**Task brief:**
The response must consist of the lines below from the one with "pub const FLATTEN_MODIFIER: &str" through the one with "pub struct FieldSchema", exactly as they appear and with both ends kept.

Records from a data source:
▼

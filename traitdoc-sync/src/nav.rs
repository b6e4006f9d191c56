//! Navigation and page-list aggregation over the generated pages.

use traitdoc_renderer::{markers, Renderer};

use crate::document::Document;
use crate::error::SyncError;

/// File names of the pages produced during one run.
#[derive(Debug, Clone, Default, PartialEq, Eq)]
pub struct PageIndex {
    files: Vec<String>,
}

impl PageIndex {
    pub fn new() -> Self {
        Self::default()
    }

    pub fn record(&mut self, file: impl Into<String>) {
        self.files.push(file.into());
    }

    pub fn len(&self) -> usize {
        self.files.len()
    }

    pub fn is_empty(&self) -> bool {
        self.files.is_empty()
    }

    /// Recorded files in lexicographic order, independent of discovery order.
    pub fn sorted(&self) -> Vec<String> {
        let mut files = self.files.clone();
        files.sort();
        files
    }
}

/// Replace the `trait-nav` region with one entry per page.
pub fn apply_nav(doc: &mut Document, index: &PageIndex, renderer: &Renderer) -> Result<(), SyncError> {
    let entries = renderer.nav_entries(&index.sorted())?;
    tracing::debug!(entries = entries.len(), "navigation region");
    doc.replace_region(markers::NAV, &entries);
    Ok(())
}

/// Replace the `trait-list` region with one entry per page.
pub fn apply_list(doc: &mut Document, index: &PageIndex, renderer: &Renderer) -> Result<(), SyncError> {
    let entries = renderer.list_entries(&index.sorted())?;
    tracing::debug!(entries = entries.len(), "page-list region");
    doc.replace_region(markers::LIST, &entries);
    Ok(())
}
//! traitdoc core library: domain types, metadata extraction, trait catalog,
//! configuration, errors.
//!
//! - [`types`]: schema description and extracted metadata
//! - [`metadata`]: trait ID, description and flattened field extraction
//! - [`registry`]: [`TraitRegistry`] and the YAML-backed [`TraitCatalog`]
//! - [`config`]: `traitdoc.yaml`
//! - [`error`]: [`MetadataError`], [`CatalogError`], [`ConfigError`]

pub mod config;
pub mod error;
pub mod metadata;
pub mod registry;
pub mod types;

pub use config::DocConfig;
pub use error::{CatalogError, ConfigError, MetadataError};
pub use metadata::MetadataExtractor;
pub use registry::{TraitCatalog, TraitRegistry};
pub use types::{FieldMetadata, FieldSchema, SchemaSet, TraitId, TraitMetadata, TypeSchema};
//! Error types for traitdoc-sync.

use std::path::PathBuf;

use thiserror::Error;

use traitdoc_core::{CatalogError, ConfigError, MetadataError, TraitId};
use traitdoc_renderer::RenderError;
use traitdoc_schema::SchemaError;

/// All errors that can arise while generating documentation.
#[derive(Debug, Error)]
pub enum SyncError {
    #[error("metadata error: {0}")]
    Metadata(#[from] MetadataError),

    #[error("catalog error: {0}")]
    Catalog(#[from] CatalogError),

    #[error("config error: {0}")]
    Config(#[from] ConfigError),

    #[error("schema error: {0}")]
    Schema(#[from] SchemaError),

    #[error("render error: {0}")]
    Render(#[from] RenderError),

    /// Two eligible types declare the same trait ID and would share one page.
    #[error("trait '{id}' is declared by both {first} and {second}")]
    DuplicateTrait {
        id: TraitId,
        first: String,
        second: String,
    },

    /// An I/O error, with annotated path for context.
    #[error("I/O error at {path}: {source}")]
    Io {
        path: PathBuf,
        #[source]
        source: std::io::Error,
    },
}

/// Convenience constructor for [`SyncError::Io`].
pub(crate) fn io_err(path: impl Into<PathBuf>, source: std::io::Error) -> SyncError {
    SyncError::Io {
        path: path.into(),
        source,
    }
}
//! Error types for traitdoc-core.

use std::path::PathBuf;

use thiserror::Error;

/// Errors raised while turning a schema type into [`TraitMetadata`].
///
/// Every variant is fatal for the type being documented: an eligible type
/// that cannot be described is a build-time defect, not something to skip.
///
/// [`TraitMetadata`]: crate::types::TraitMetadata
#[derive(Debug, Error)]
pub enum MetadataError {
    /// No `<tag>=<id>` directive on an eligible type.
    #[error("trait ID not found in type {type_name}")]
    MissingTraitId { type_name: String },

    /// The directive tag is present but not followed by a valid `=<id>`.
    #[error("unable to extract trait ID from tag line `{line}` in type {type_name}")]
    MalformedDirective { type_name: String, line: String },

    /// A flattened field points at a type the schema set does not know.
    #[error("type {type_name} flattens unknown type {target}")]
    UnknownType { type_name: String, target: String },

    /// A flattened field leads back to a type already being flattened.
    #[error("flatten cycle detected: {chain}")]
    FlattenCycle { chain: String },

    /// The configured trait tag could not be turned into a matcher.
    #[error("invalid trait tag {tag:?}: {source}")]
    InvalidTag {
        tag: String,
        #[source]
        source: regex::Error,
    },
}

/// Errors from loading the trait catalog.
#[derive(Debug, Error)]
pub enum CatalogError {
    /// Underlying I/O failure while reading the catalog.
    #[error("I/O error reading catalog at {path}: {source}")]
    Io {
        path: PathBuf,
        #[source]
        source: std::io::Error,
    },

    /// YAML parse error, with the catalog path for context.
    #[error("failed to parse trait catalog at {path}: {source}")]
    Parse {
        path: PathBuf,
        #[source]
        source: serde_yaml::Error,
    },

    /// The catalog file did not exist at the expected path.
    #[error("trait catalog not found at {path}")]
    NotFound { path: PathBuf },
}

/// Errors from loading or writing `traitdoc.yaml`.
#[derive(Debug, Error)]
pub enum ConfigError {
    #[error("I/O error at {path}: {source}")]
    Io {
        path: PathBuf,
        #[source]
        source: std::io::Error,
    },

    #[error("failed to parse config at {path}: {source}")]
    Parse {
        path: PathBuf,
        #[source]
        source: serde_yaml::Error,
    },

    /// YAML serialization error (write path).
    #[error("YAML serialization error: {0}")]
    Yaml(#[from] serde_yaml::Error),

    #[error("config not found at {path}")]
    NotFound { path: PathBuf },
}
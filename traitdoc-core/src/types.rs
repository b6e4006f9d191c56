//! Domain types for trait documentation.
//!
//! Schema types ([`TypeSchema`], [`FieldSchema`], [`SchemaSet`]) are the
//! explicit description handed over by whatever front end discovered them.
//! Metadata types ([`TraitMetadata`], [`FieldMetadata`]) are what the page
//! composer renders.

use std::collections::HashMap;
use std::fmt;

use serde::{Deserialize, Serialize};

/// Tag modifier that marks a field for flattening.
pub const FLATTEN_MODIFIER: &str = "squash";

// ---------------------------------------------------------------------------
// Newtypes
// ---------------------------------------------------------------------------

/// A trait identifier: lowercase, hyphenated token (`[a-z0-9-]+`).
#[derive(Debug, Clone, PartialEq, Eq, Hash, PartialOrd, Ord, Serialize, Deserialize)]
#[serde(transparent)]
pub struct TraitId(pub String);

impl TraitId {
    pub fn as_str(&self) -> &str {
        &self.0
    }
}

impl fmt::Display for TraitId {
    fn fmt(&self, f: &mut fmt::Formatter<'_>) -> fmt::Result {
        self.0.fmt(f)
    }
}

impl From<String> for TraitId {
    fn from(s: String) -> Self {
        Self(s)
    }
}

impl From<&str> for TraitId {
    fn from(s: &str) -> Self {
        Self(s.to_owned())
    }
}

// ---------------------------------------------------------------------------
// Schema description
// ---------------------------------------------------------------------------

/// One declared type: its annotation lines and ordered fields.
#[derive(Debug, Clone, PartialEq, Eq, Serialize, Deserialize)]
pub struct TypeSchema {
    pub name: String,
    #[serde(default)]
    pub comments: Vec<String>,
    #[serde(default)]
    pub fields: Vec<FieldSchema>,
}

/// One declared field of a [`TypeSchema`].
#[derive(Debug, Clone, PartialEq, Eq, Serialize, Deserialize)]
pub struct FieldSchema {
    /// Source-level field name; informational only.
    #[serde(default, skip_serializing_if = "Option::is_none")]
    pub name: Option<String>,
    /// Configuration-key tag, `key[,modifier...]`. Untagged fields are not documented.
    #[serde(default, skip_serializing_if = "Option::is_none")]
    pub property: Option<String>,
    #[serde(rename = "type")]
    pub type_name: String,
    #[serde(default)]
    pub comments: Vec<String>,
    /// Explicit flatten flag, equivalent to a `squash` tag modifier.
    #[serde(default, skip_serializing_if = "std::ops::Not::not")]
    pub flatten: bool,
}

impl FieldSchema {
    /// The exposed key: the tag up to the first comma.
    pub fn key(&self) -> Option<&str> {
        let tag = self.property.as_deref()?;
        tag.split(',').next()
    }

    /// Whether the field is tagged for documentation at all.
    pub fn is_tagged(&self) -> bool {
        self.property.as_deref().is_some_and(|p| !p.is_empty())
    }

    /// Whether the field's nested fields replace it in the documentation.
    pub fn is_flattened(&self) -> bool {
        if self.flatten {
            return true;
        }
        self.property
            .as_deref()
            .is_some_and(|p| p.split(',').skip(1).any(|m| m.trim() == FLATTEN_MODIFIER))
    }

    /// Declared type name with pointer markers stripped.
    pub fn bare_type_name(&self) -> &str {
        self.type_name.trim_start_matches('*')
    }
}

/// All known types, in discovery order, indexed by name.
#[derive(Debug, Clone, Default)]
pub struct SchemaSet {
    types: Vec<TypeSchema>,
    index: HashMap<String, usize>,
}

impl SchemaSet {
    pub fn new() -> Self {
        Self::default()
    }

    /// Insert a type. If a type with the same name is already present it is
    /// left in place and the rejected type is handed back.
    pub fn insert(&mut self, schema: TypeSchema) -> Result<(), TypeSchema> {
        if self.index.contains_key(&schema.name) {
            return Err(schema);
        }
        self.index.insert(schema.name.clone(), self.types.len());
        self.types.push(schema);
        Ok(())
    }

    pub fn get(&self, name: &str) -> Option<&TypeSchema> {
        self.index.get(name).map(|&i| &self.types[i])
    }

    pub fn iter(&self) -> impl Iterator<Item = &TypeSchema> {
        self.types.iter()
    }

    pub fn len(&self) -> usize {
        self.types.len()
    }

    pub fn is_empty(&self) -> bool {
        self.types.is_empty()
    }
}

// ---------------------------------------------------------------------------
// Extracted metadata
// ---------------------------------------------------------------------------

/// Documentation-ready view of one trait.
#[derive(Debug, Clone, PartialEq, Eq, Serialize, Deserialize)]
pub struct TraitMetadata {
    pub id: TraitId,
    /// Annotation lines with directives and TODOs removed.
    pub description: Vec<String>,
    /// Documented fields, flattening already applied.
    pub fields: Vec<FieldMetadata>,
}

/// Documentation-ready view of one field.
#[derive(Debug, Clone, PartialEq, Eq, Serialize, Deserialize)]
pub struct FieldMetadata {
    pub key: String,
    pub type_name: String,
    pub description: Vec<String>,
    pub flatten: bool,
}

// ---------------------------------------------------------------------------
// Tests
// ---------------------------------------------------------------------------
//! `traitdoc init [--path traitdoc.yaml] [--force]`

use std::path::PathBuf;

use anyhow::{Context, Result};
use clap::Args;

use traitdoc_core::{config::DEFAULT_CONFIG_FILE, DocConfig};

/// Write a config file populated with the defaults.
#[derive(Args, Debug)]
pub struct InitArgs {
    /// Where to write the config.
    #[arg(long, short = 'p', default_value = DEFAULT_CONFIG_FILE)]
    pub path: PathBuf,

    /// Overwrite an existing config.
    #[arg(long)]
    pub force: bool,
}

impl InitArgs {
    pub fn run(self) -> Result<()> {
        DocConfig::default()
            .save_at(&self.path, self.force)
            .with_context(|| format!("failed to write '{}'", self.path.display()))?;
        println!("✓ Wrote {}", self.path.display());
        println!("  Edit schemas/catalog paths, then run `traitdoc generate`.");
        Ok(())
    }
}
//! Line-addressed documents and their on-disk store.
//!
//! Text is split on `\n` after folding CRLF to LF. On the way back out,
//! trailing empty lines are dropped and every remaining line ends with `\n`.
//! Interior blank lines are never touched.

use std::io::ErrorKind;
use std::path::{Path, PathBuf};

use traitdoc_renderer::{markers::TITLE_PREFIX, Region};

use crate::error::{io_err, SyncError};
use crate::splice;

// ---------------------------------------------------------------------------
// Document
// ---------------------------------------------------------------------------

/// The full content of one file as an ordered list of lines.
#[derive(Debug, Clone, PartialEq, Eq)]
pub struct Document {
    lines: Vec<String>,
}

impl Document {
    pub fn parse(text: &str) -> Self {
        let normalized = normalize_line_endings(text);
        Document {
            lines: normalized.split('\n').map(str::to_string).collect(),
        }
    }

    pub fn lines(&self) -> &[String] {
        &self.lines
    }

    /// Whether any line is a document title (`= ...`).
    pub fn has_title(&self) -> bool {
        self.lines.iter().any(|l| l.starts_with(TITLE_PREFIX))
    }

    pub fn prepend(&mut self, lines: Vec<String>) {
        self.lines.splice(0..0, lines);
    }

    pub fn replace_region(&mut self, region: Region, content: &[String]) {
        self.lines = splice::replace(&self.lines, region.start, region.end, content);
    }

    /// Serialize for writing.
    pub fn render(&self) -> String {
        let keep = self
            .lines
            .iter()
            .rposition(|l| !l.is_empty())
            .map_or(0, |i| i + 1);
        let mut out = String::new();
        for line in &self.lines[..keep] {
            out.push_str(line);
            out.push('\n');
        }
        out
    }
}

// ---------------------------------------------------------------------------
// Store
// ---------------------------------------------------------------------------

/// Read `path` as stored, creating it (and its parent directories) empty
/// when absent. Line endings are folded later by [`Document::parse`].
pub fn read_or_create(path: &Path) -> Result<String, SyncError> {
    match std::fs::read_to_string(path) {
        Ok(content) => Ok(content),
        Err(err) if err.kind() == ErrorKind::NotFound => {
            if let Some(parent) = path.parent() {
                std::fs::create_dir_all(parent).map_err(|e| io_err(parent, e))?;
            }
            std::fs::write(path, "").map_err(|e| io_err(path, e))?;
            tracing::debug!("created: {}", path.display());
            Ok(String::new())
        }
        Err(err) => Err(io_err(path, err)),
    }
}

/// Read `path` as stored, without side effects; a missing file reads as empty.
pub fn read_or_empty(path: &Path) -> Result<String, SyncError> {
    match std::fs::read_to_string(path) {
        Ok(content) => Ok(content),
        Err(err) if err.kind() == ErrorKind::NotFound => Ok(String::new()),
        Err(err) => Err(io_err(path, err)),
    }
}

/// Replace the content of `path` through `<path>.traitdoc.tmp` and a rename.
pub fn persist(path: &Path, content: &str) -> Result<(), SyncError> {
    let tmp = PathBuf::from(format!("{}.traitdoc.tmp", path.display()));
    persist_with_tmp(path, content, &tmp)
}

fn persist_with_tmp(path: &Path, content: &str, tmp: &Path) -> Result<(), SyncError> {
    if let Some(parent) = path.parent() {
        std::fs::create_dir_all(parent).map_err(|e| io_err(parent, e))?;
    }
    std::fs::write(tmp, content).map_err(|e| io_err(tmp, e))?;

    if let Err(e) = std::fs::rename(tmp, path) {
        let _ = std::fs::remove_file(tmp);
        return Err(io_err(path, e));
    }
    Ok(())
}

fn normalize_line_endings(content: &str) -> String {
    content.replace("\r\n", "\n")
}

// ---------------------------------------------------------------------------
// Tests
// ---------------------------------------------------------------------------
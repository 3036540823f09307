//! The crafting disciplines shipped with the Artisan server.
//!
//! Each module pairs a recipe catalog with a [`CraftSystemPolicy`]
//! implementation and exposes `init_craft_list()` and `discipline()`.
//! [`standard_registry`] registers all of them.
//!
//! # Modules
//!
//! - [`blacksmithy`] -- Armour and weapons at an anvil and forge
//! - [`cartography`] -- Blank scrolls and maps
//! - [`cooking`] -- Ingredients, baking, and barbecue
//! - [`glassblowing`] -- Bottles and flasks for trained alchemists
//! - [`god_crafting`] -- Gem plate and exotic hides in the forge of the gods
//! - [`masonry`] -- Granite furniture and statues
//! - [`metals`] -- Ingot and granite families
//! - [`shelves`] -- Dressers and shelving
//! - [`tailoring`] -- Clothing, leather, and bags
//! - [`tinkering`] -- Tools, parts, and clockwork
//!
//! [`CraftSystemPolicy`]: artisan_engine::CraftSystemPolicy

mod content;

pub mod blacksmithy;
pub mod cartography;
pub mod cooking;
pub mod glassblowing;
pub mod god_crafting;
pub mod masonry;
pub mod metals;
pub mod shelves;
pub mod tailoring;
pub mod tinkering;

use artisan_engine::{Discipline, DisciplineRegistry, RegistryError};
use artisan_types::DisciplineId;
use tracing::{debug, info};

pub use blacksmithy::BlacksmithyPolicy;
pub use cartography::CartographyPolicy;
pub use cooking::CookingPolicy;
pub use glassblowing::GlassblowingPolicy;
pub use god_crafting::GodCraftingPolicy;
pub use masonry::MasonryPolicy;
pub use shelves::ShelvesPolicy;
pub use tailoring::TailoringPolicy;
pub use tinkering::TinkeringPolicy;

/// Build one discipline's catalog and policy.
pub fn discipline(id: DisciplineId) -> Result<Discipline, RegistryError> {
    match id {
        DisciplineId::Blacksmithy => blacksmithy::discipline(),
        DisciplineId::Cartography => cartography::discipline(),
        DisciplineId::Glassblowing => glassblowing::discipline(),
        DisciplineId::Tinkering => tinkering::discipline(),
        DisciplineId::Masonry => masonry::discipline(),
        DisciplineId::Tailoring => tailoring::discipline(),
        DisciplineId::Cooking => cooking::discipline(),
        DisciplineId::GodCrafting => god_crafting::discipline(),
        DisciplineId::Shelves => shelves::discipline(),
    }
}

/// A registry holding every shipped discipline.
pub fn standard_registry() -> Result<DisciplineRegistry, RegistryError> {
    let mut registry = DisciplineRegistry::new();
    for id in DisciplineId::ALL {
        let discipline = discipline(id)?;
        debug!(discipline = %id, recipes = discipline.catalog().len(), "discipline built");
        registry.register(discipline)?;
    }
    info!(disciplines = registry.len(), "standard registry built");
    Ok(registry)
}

▲

**Reply:**
pub const FLATTEN_MODIFIER: &str = "squash";

// ---------------------------------------------------------------------------
// Newtypes
// ---------------------------------------------------------------------------

/// A trait identifier: lowercase, hyphenated token (`[a-z0-9-]+`).
#[derive(Debug, Clone, PartialEq, Eq, Hash, PartialOrd, Ord, Serialize, Deserialize)]
#[serde(transparent)]
pub struct TraitId(pub String);

impl TraitId {
    pub fn as_str(&self) -> &str {
        &self.0
    }
}

impl fmt::Display for TraitId {
    fn fmt(&self, f: &mut fmt::Formatter<'_>) -> fmt::Result {
        self.0.fmt(f)
    }
}

impl From<String> for TraitId {
    fn from(s: String) -> Self {
        Self(s)
    }
}

impl From<&str> for TraitId {
    fn from(s: &str) -> Self {
        Self(s.to_owned())
    }
}

// ---------------------------------------------------------------------------
// Schema description
// ---------------------------------------------------------------------------

/// One declared type: its annotation lines and ordered fields.
#[derive(Debug, Clone, PartialEq, Eq, Serialize, Deserialize)]
pub struct TypeSchema {
    pub name: String,
    #[serde(default)]
    pub comments: Vec<String>,
    #[serde(default)]
    pub fields: Vec<FieldSchema>,
}

/// One declared field of a [`TypeSchema`].
#[derive(Debug, Clone, PartialEq, Eq, Serialize, Deserialize)]
pub struct FieldSchema {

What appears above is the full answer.